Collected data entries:
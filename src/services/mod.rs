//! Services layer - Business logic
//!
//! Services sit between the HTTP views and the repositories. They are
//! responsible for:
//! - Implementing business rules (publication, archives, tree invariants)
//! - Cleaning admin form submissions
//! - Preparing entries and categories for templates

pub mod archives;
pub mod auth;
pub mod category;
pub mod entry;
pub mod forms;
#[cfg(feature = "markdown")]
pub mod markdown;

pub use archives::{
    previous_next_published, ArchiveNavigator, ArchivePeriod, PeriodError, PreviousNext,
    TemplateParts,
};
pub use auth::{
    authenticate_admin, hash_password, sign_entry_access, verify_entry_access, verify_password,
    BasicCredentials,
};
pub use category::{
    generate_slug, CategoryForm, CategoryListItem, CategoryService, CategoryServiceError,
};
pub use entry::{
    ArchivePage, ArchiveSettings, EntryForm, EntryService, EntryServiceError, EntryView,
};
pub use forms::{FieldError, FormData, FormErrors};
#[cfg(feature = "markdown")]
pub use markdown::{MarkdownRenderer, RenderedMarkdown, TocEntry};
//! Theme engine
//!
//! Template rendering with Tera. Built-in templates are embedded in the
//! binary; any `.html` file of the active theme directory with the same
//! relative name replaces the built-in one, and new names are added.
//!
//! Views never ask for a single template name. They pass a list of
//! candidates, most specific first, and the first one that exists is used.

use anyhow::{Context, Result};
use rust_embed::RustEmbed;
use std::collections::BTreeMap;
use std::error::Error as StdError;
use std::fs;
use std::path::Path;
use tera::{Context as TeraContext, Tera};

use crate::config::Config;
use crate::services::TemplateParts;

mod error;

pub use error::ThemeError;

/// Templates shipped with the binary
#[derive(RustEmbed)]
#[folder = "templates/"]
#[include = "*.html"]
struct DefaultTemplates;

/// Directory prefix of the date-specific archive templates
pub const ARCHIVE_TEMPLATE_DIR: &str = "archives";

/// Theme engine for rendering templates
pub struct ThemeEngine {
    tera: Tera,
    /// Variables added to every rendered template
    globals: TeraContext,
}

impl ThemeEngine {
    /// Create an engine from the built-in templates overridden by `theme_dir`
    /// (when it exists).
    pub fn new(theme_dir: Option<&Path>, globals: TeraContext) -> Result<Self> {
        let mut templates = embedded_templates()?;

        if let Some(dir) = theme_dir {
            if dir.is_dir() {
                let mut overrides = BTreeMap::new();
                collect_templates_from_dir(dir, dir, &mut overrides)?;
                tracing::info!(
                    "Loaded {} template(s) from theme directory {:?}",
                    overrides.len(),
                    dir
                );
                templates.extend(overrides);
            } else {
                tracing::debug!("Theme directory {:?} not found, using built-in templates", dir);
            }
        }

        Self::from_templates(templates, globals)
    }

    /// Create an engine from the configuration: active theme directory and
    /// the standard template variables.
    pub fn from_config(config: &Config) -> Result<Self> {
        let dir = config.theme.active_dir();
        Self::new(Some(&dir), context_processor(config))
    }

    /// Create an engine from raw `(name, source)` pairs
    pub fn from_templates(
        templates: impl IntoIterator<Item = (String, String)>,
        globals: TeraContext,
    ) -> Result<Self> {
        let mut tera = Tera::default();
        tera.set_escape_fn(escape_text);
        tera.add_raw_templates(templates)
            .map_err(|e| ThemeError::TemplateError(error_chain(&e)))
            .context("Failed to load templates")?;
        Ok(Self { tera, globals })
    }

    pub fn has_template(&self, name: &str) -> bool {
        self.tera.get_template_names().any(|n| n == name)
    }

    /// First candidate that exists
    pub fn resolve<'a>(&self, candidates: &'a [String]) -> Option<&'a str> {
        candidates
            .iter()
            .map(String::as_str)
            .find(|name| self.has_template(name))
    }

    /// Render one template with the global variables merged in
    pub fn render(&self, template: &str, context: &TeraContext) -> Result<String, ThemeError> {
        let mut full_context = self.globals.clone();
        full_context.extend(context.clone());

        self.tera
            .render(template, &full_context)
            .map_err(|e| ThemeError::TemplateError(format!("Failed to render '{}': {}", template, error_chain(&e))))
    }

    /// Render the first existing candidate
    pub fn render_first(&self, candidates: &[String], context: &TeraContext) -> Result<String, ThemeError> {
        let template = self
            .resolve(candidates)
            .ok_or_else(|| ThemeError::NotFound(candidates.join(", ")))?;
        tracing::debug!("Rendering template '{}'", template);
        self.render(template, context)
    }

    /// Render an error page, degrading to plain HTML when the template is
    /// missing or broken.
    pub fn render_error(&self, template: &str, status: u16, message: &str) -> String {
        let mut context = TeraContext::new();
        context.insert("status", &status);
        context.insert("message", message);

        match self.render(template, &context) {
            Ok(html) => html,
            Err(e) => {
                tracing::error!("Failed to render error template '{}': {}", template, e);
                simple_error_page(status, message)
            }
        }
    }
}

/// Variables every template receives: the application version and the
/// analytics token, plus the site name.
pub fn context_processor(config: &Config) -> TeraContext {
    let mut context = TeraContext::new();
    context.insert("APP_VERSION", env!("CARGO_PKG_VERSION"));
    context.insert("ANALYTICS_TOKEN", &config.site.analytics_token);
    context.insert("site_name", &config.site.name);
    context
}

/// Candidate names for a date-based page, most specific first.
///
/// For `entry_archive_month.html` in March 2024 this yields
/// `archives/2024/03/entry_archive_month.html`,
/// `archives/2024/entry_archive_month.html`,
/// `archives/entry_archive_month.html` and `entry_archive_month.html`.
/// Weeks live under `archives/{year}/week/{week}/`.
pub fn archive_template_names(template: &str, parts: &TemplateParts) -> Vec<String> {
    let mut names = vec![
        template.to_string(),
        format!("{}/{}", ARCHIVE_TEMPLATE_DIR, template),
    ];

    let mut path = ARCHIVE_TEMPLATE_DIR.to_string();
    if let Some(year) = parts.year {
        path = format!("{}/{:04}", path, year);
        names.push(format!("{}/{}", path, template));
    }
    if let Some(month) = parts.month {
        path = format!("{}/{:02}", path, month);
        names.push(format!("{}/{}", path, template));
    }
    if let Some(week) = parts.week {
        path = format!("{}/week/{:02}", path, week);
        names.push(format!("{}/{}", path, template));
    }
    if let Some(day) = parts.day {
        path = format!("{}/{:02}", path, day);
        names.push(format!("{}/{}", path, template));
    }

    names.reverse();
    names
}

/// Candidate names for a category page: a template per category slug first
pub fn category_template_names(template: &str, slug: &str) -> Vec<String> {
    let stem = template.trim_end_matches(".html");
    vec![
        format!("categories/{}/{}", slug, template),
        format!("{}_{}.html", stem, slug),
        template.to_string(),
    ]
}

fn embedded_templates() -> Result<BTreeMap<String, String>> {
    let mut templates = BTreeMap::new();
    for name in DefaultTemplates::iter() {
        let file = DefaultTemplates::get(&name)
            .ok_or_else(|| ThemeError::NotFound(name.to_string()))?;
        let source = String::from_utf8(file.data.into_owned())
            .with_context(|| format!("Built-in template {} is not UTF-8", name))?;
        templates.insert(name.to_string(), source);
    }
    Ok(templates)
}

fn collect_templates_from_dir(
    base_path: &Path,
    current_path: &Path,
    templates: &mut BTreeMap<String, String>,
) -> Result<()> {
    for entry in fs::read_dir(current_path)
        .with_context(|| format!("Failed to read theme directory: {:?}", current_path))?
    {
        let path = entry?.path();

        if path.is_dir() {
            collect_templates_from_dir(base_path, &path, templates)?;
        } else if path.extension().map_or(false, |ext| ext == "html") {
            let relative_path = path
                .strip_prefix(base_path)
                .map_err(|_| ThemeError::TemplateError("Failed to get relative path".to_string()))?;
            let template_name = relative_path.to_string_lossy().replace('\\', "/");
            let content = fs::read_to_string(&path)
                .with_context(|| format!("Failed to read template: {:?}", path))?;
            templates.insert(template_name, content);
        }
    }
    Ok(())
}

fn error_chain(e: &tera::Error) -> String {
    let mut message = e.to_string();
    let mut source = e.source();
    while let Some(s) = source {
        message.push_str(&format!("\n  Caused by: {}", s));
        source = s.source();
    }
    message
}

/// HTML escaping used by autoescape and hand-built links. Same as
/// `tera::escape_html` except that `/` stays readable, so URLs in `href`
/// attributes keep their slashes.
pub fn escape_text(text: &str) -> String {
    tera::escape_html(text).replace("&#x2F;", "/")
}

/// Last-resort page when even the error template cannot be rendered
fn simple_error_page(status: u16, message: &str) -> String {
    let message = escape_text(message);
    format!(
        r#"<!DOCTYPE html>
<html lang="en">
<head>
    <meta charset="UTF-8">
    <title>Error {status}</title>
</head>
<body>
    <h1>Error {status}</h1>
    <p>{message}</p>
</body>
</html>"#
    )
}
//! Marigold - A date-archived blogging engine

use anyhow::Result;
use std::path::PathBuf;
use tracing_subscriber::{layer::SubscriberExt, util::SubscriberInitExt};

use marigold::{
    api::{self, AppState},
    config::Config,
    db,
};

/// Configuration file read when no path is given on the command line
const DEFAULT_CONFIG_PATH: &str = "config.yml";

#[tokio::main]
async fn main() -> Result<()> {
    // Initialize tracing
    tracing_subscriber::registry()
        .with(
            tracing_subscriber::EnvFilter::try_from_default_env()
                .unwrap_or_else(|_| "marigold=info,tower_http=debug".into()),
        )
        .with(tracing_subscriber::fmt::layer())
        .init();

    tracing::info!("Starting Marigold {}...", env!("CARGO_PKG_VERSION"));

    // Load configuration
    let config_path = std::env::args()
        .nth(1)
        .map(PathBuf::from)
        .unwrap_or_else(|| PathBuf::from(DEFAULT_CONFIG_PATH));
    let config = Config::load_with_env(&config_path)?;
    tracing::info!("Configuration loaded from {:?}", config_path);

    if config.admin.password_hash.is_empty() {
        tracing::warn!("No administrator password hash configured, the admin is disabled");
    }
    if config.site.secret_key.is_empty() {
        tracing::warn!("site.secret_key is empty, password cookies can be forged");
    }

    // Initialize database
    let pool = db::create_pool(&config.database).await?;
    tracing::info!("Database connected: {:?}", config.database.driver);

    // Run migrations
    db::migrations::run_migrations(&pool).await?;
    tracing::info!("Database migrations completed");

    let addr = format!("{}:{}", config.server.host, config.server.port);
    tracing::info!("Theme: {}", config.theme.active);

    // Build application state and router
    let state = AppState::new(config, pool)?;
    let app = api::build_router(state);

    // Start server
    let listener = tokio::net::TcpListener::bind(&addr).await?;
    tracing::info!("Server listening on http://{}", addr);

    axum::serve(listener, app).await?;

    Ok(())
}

§ Task to complete:
In how many lines of the records does the word "ThemeError" occur? Reply with the number only.

§ Result of this exercise:
8